Les effets des vols spatiaux décryptés grâce aux jumeaux Kelly

En comparant Scott Kelly à son frère jumeau resté sur Terre, les scientifiques commencent à démêler les effets génétiques, physiques et cognitifs d'un voyage dans l'espace.

De Catherine Zuckerman
L'astronaute Scott Kelly (à droite) et son frère jumeau, l'ex-astronaute Mark Kelly, donnent une conférence de ...
L'astronaute Scott Kelly (à droite) et son frère jumeau, l'ex-astronaute Mark Kelly, donnent une conférence de presse avant le départ de Scott pour sa mission d'un an à bord de la Station spatiale internationale.
PHOTOGRAPHIE DE Robert Markowitz, NASA

La médecine adore les jumeaux, leur patrimoine génétique et leurs caractéristiques physiques quasi identiques en font des sujets d'étude idéaux pour analyser les effets des changements d'environnement sur les réactions humaines. Lorsque ces jumeaux sont également astronautes, c'est un véritable trésor pour la science. C'est pourquoi la NASA n'a pas hésité un seul instant lorsque l'astronaute Scott Kelly a suggéré que lui et son frère, Mark, pourraient faire l'objet d'une étude sur les effets d'un vol spatial longue durée sur la santé.
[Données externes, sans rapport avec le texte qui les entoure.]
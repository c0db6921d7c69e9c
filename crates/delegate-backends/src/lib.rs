// Copyright (c) 2025 Dimitris Kafetzis
//
// Licensed under the MIT License.
// See LICENSE file in the project root for full license information.
//
// SPDX-License-Identifier: MIT

//! # delegate-backends
//!
//! The hardware side of delegate selection: option structs, the provider
//! traits the selector is written against, platform probing, and concrete
//! providers.
//!
//! # Providers
//! | Trait | Implementations |
//! |---|---|
//! | [`GpuDelegateProvider`] | [`ReferenceGpuProvider`] |
//! | [`AcceleratorApiProvider`] | [`ReferenceAcceleratorApiProvider`] |
//! | [`SpecializedBackend`] | [`ReferenceDeviceBackend`], [`ExternalDelegateBackend`] |
//! | [`PlatformProbe`] | [`SysfsProbe`], [`StaticProbe`] |
//!
//! # Features
//! `opengl` / `opencl` pin the GPU delegate to one graphics API
//! ([`GraphicsApi::compiled`]). Enabling both fails the build.

mod error;
mod external;
mod options;
mod probe;
mod provider;
pub mod reference;

pub use error::BackendError;
pub use external::{
    CreateDelegateFn, DestroyDelegateFn, ErrorReporterFn, ExternalDelegateBackend, PluginEntryPoints,
    DEFAULT_TPU_LIBRARY,
};
pub use options::{
    AcceleratorApiOptions, GpuDelegateOptions, GpuExperimentalFlags, GraphicsApi,
    InferencePriority,
};
pub use probe::{GpuVendor, PlatformProbe, StaticProbe, SysfsProbe};
pub use provider::{
    AcceleratorApiProvider, BackendKind, GpuDelegateProvider, MarkerDelegate, SpecializedBackend,
    NPU_MARKER, TPU_MARKER,
};
pub use reference::{ReferenceAcceleratorApiProvider, ReferenceDeviceBackend, ReferenceGpuProvider};
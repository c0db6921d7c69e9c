// Copyright (c) 2025 Dimitris Kafetzis
//
// Licensed under the MIT License.
// See LICENSE file in the project root for full license information.
//
// SPDX-License-Identifier: MIT

//! Error types for graph introspection and mutation.

/// Errors reported by a [`crate::GraphExecutor`].
#[derive(Debug, thiserror::Error)]
pub enum GraphError {
    /// An execution-plan entry points outside the node table.
    #[error("execution plan entry {position} refers to node {index}, but the node table has {node_count} entries")]
    PlanIndexOutOfRange {
        position: usize,
        index: usize,
        node_count: usize,
    },

    /// A node references a tensor index that does not exist.
    #[error("node {node} references tensor {tensor}, but the graph has {tensor_count} tensors")]
    TensorIndexOutOfRange {
        node: usize,
        tensor: usize,
        tensor_count: usize,
    },

    /// The executor refused a delegate.
    #[error("delegate '{delegate}' could not be applied: {detail}")]
    DelegateRejected { delegate: String, detail: String },

    /// Tensor allocation failed.
    #[error("tensor allocation failed: {0}")]
    AllocationFailed(String),

    /// The graph manifest file could not be read.
    #[error("failed to read graph manifest: {0}")]
    ManifestReadError(#[from] std::io::Error),

    /// The graph manifest JSON is malformed.
    #[error("failed to parse graph manifest: {0}")]
    ManifestParseError(#[from] serde_json::Error),

    /// The graph is structurally invalid.
    #[error("invalid graph: {0}")]
    InvalidGraph(String),
}
// Copyright (c) 2025 Dimitris Kafetzis
//
// Licensed under the MIT License.
// See LICENSE file in the project root for full license information.
//
// SPDX-License-Identifier: MIT

//! JSON graph manifest parsing.
//!
//! A manifest describes a graph's tensors, node table and (optionally) its
//! execution plan, and loads into a [`ReferenceGraph`].
//!
//! # Format
//! ```json
//! {
//!   "name": "face_detect",
//!   "tensors": [
//!     { "name": "image", "dtype": "uint8", "shape": [1, 128, 128, 3] },
//!     { "name": "features", "dtype": "float32", "shape": [1, 16, 16, 32] },
//!     { "name": "boxes", "dtype": "float32", "shape": [1, 896, 16] }
//!   ],
//!   "inputs": [0],
//!   "outputs": [2],
//!   "nodes": [
//!     { "op": "CONV_2D", "inputs": [0], "outputs": [1] },
//!     { "op": "CUSTOM", "custom_name": "decode_boxes", "inputs": [1], "outputs": [2] }
//!   ],
//!   "execution_plan": [0, 1]
//! }
//! ```
//!
//! When `execution_plan` is absent the nodes run in table order.

use crate::{GraphError, NodeRegistration, OpKind, ReferenceGraph, Tensor, TensorType};
use std::path::Path;

/// Top-level graph manifest.
#[derive(Debug, Clone, serde::Serialize, serde::Deserialize)]
pub struct GraphManifest {
    /// Graph name.
    pub name: String,
    /// Tensor declarations, indexed by position.
    pub tensors: Vec<ManifestTensor>,
    /// Tensor indices of the graph inputs.
    #[serde(default)]
    pub inputs: Vec<usize>,
    /// Tensor indices of the graph outputs.
    #[serde(default)]
    pub outputs: Vec<usize>,
    /// The node table.
    pub nodes: Vec<ManifestNode>,
    /// Node indices in execution order.
    #[serde(default, skip_serializing_if = "Option::is_none")]
    pub execution_plan: Option<Vec<usize>>,
}

/// A tensor declaration.
#[derive(Debug, Clone, serde::Serialize, serde::Deserialize)]
pub struct ManifestTensor {
    pub name: String,
    pub dtype: TensorType,
    #[serde(default)]
    pub shape: Vec<usize>,
}

/// A node-table entry.
#[derive(Debug, Clone, serde::Serialize, serde::Deserialize)]
pub struct ManifestNode {
    /// Operator name, matched with [`OpKind::from_str_loose`].
    pub op: String,
    /// Custom-operation name for `CUSTOM` nodes.
    #[serde(default, skip_serializing_if = "Option::is_none")]
    pub custom_name: Option<String>,
    #[serde(default)]
    pub inputs: Vec<usize>,
    #[serde(default)]
    pub outputs: Vec<usize>,
}

impl GraphManifest {
    /// Loads a manifest from a JSON file path.
    pub fn from_file(path: &Path) -> Result<Self, GraphError> {
        let content = std::fs::read_to_string(path)?;
        Self::from_json(&content)
    }

    /// Parses a manifest from a JSON string.
    pub fn from_json(json: &str) -> Result<Self, GraphError> {
        let manifest: Self = serde_json::from_str(json)?;
        Ok(manifest)
    }

    /// Converts the manifest into a [`ReferenceGraph`].
    ///
    /// Operator names must be recognised. Index ranges are not checked; use
    /// [`into_validated_graph`](Self::into_validated_graph) for that.
    pub fn into_graph(self) -> Result<ReferenceGraph, GraphError> {
        let mut nodes = Vec::with_capacity(self.nodes.len());
        for (i, node) in self.nodes.into_iter().enumerate() {
            let op_kind = OpKind::from_str_loose(&node.op).ok_or_else(|| {
                GraphError::InvalidGraph(format!("node {i}: unrecognised operator '{}'", node.op))
            })?;
            if op_kind == OpKind::Custom && node.custom_name.is_none() {
                tracing::warn!("node {} is CUSTOM but has no custom_name", i);
            }
            nodes.push(NodeRegistration {
                op_kind,
                custom_name: node.custom_name,
                inputs: node.inputs,
                outputs: node.outputs,
                delegate: None,
            });
        }

        let tensors = self
            .tensors
            .into_iter()
            .map(|t| Tensor::new(t.name, t.dtype, t.shape))
            .collect();

        let graph = ReferenceGraph::new(self.name, tensors, self.inputs, self.outputs, nodes);
        Ok(match self.execution_plan {
            Some(plan) => graph.with_execution_plan(plan),
            None => graph,
        })
    }

    /// Like [`into_graph`](Self::into_graph), then runs
    /// [`ReferenceGraph::validate`].
    pub fn into_validated_graph(self) -> Result<ReferenceGraph, GraphError> {
        let graph = self.into_graph()?;
        graph.validate()?;
        Ok(graph)
    }
}
// Copyright (c) 2025 Dimitris Kafetzis
//
// Licensed under the MIT License.
// See LICENSE file in the project root for full license information.
//
// SPDX-License-Identifier: MIT

//! Acceleration modes.
//!
//! The mode is a closed enumeration. `MinimizeLatencyAndResourceUse` is the
//! one composite: it behaves as both `MinimumLatency` and
//! `MinimizeResourceUse`, which [`AccelerationMode::includes`] expresses
//! without exposing any ordinal or bit encoding.

use crate::PolicyError;
use std::str::FromStr;

/// How the selector should trade precision, latency and resource use.
#[derive(
    Debug, Clone, Copy, PartialEq, Eq, Hash, Default, serde::Serialize, serde::Deserialize,
)]
pub enum AccelerationMode {
    /// Never bind the general-purpose GPU delegate.
    #[default]
    #[serde(rename = "CPU_ONLY")]
    CpuOnly,
    /// GPU with the backend's default priorities.
    #[serde(rename = "MAX_PRECISION")]
    MaximumPrecision,
    /// GPU, prioritising minimum latency.
    #[serde(rename = "MIN_LATENCY")]
    MinimumLatency,
    /// GPU with part of the graph handed back to the CPU.
    #[serde(rename = "LOAD_BALANCING")]
    EnableLoadBalancing,
    /// Like load balancing, for graphs converted from PyTorch.
    #[serde(rename = "PYTORCH_MODEL_GPU")]
    PytorchModelGpu,
    /// Accelerator-API delegate, minimising resource use.
    #[serde(rename = "MIN_RES")]
    MinimizeResourceUse,
    /// `MinimumLatency` and `MinimizeResourceUse` together.
    #[serde(rename = "MIN_LATENCY_MIN_RES")]
    MinimizeLatencyAndResourceUse,
}

impl AccelerationMode {
    /// Every mode, in declaration order.
    pub const ALL: [AccelerationMode; 7] = [
        AccelerationMode::CpuOnly,
        AccelerationMode::MaximumPrecision,
        AccelerationMode::MinimumLatency,
        AccelerationMode::EnableLoadBalancing,
        AccelerationMode::PytorchModelGpu,
        AccelerationMode::MinimizeResourceUse,
        AccelerationMode::MinimizeLatencyAndResourceUse,
    ];

    /// Returns the policy-document name of this mode.
    pub fn as_str(self) -> &'static str {
        match self {
            Self::CpuOnly => "CPU_ONLY",
            Self::MaximumPrecision => "MAX_PRECISION",
            Self::MinimumLatency => "MIN_LATENCY",
            Self::EnableLoadBalancing => "LOAD_BALANCING",
            Self::PytorchModelGpu => "PYTORCH_MODEL_GPU",
            Self::MinimizeResourceUse => "MIN_RES",
            Self::MinimizeLatencyAndResourceUse => "MIN_LATENCY_MIN_RES",
        }
    }

    /// Looks up a policy-document name. Matching is exact.
    pub fn from_policy_name(name: &str) -> Option<Self> {
        Self::ALL.iter().copied().find(|m| m.as_str() == name)
    }

    /// Returns `true` if this mode behaves as `other`.
    ///
    /// Every mode includes itself; the composite also includes both of its
    /// parts.
    pub fn includes(self, other: Self) -> bool {
        self == other
            || (self == Self::MinimizeLatencyAndResourceUse
                && matches!(other, Self::MinimumLatency | Self::MinimizeResourceUse))
    }

    pub fn prioritizes_latency(self) -> bool {
        self.includes(Self::MinimumLatency)
    }

    /// Modes that route through the accelerator-API delegate.
    pub fn minimizes_resources(self) -> bool {
        self.includes(Self::MinimizeResourceUse)
    }

    /// Modes under which the CPU-fallback ratio is honoured.
    pub fn honours_cpu_fallback(self) -> bool {
        matches!(self, Self::EnableLoadBalancing | Self::PytorchModelGpu)
    }

    /// Returns `true` unless the mode is `CpuOnly`.
    pub fn uses_gpu(self) -> bool {
        self != Self::CpuOnly
    }
}

impl std::fmt::Display for AccelerationMode {
    fn fmt(&self, f: &mut std::fmt::Formatter<'_>) -> std::fmt::Result {
        f.write_str(self.as_str())
    }
}

impl FromStr for AccelerationMode {
    type Err = PolicyError;

    fn from_str(s: &str) -> Result<Self, Self::Err> {
        Self::from_policy_name(s).ok_or_else(|| PolicyError::UnknownMode(s.to_string()))
    }
}

#[cfg(test)]
mod tests {
    use super::*;

    #[test]
    fn test_default_is_cpu_only() {
        assert_eq!(AccelerationMode::default(), AccelerationMode::CpuOnly);
        assert!(!AccelerationMode::CpuOnly.uses_gpu());
    }

    #[test]
    fn test_names_round_trip() {
        for mode in AccelerationMode::ALL {
            assert_eq!(AccelerationMode::from_policy_name(mode.as_str()), Some(mode));
            let parsed: AccelerationMode = mode.to_string().parse().unwrap();
            assert_eq!(parsed, mode);
        }
    }

    #[test]
    fn test_lookup_is_exact() {
        assert_eq!(AccelerationMode::from_policy_name("min_latency"), None);
        assert_eq!(AccelerationMode::from_policy_name(""), None);
        assert!(matches!(
            "FASTEST".parse::<AccelerationMode>(),
            Err(PolicyError::UnknownMode(_))
        ));
    }

    #[test]
    fn test_composite_includes_parts() {
        let both = AccelerationMode::MinimizeLatencyAndResourceUse;
        assert!(both.includes(AccelerationMode::MinimumLatency));
        assert!(both.includes(AccelerationMode::MinimizeResourceUse));
        assert!(!both.includes(AccelerationMode::EnableLoadBalancing));
        assert!(!AccelerationMode::MinimumLatency.includes(both));

        assert!(both.prioritizes_latency());
        assert!(both.minimizes_resources());
        assert!(AccelerationMode::MinimumLatency.prioritizes_latency());
        assert!(!AccelerationMode::MinimumLatency.minimizes_resources());
    }

    #[test]
    fn test_cpu_fallback_modes() {
        let honoured: Vec<_> = AccelerationMode::ALL
            .into_iter()
            .filter(|m| m.honours_cpu_fallback())
            .collect();
        assert_eq!(
            honoured,
            vec![AccelerationMode::EnableLoadBalancing, AccelerationMode::PytorchModelGpu]
        );
    }

    #[test]
    fn test_serde_uses_policy_names() {
        let json = serde_json::to_string(&AccelerationMode::MinimizeResourceUse).unwrap();
        assert_eq!(json, "\"MIN_RES\"");
        let back: AccelerationMode = serde_json::from_str("\"LOAD_BALANCING\"").unwrap();
        assert_eq!(back, AccelerationMode::EnableLoadBalancing);
    }
}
Une étude sans précédent venait de voir le jour : Scott serait envoyé dans la Station spatiale internationale pour y séjourner pendant un an, période au cours de laquelle il travaillerait et vivrait comme le font habituellement les astronautes aux frontières de la microgravité. Pendant ce temps, sur Terre, Mark servirait de témoin génétique identique, vivant quant à lui la vie d'un terrien lambda.

Cette expérience de haut vol a débuté le 27 mars 2015 pour se finir le 2 mars 2016. Avant, pendant et après cette période d'un an, les deux jumeaux ont été étudiés en continu par une équipe pluridisciplinaire de scientifiques à travers des analyses moléculaires, physiologiques et comportementales. Les découvertes de l'étude, publiées aujourd'hui dans un article du journal Science, apportent toute une palette d'indices qui pourraient être utiles aux futures missions humaines sur la lune, sur Mars et au-delà.

Ce voyage dans l'espace a-t-il provoqué des changements profonds chez Scott Kelly ? Les longs séjours de l'Homme dans l'espace sont-ils voués à l'échec ?

 

COMMENT LE CORPS DE SCOTT A-T-IL RÉAGI À CETTE ANNÉE PASSÉE DANS L'ESPACE ?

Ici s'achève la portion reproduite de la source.